Estamos falando em 1.430 voluntários. É o centro no Brasil com maior número de participantes, com maior número de pessoas acima de 60 anos ou mais participando do projeto. Isto você constrói com muita dedicação, com muito trabalho, com muita entrega. Contatos diários, cem, cento e cinquenta contatos diários para saber como está o estado de saúde de todos os voluntários. É esse o trabalho que o Emílio Ribas faz e que as pessoas não falam, não comentam.

O que a equipe do Emílio aprendeu nesta pandemia?
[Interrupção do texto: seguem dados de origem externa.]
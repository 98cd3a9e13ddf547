mod common;

use storefront_api::{
    dto::cart::{AddToCartRequest, RemoveFromCartQuery},
    error::AppError,
    services::cart_service,
};
use uuid::Uuid;

#[tokio::test]
async fn remove_line_and_clear_cart() -> anyhow::Result<()> {
    let Some(state) = common::setup_state().await? else {
        return Ok(());
    };

    let user_id = common::create_user(&state, "remover").await?;
    let category_id = common::create_category(&state).await?;
    let first = common::create_product(&state, category_id, 100, 10).await?;
    let second = common::create_product(&state, category_id, 200, 10).await?;

    for product_id in [first, second] {
        cart_service::add_to_cart(
            &state.pool,
            AddToCartRequest {
                user_id,
                product_id,
                // Omitted quantity defaults to 1.
                quantity: None,
            },
        )
        .await?;
    }

    let resp = cart_service::remove_from_cart(
        &state.pool,
        RemoveFromCartQuery {
            user_id,
            product_id: Some(first),
        },
    )
    .await?;
    assert_eq!(resp.message, "Product removed from cart");
    assert_eq!(resp.data.expect("removal data").removed, 1);

    // Removing the same product again distinguishes "nothing to remove".
    let result = cart_service::remove_from_cart(
        &state.pool,
        RemoveFromCartQuery {
            user_id,
            product_id: Some(first),
        },
    )
    .await;
    match result {
        Err(AppError::BadRequest(message)) => assert_eq!(message, "Product is not in Cart"),
        other => panic!("expected BadRequest, got {other:?}"),
    }

    // No product id clears the whole cart.
    let resp = cart_service::remove_from_cart(
        &state.pool,
        RemoveFromCartQuery {
            user_id,
            product_id: None,
        },
    )
    .await?;
    assert_eq!(resp.message, "Cart cleared");
    assert_eq!(resp.data.expect("removal data").removed, 1);

    let result = cart_service::remove_from_cart(
        &state.pool,
        RemoveFromCartQuery {
            user_id,
            product_id: None,
        },
    )
    .await;
    match result {
        Err(AppError::BadRequest(message)) => assert_eq!(message, "Cart is empty"),
        other => panic!("expected BadRequest, got {other:?}"),
    }

    Ok(())
}

#[tokio::test]
async fn cart_mutations_reject_unknown_user_and_product() -> anyhow::Result<()> {
    let Some(state) = common::setup_state().await? else {
        return Ok(());
    };

    let user_id = common::create_user(&state, "validator").await?;
    let category_id = common::create_category(&state).await?;
    let product_id = common::create_product(&state, category_id, 100, 10).await?;

    let result = cart_service::add_to_cart(
        &state.pool,
        AddToCartRequest {
            user_id: Uuid::new_v4(),
            product_id,
            quantity: Some(1),
        },
    )
    .await;
    assert!(matches!(result, Err(AppError::InvalidUser)));

    let result = cart_service::add_to_cart(
        &state.pool,
        AddToCartRequest {
            user_id,
            product_id: Uuid::new_v4(),
            quantity: Some(1),
        },
    )
    .await;
    assert!(matches!(result, Err(AppError::InvalidProduct)));

    let result = cart_service::add_to_cart(
        &state.pool,
        AddToCartRequest {
            user_id,
            product_id,
            quantity: Some(0),
        },
    )
    .await;
    assert!(matches!(result, Err(AppError::BadRequest(_))));

    let result = cart_service::remove_from_cart(
        &state.pool,
        RemoveFromCartQuery {
            user_id,
            product_id: Some(Uuid::new_v4()),
        },
    )
    .await;
    assert!(matches!(result, Err(AppError::InvalidProduct)));

    Ok(())
}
Eu queria finalizar dizendo da importância de nós trabalharmos juntos. Eu digo, trabalharmos juntos, a gestão que ocorre dentro do Emílio Ribas é uma gestão participativa. Temos espaço para todas as áreas. A gestão do hospital não é feita apenas para os médicos, obviamente é uma parte importante. Mas nós temos uma gestão que se preocupa com todos os funcionários. Nós temos uma medicina do trabalho que cuida muito bem da saúde de quem cuida. Esse trabalho, muitas vezes não aparece. Por que não falta insumo na farmácia, no almoxarifado? Porque tem toda uma equipe por trás, trabalhando, orquestrada, em busca da agilidade na aquisição. No momento em que nós tivemos muita dificuldade do fornecimento de vários insumos – voltando nos meses de maio, junho, julho, quando foi muito difícil – conseguimos manter todo esse esforço dentro do hospital, e a gente conseguiu manter o hospital para chegar neste momento agora, sem que as condições de trabalho sejam as ideais. Este trabalho é um trabalho que fazemos de porta aberta, a Dra. Marta poderia facilmente nos procurar para tirar todas as dúvidas. Nós nos comunicamos, são feitas postagens atualizando sempre os movimentos que nós fazemos. Então, eu só peço, aproveito agora este momento para dar oportunidade para essas pessoas. Nos procurem, é muito mais fácil vocês olharem de maneira crítica a instituição e vocês dividirem conosco a oportunidade de melhorias, do que nós termos que dar respostas desta maneira a essas questões como nós estamos fazendo agora. A gente trabalha de porta aberta o tempo todo. Eu sou remanescente da mesma equipe da Dra. Marta Ramalho. Eu sou residente assim como ela, eu fiz minha vida toda dentro do hospital. Então, nós queremos o futuro da instituição de maneira muito parecida. Por que a gente não pode construir isso juntos? Este é um apelo que eu faço: nos procure. Todos são ouvidos e serão ouvidos.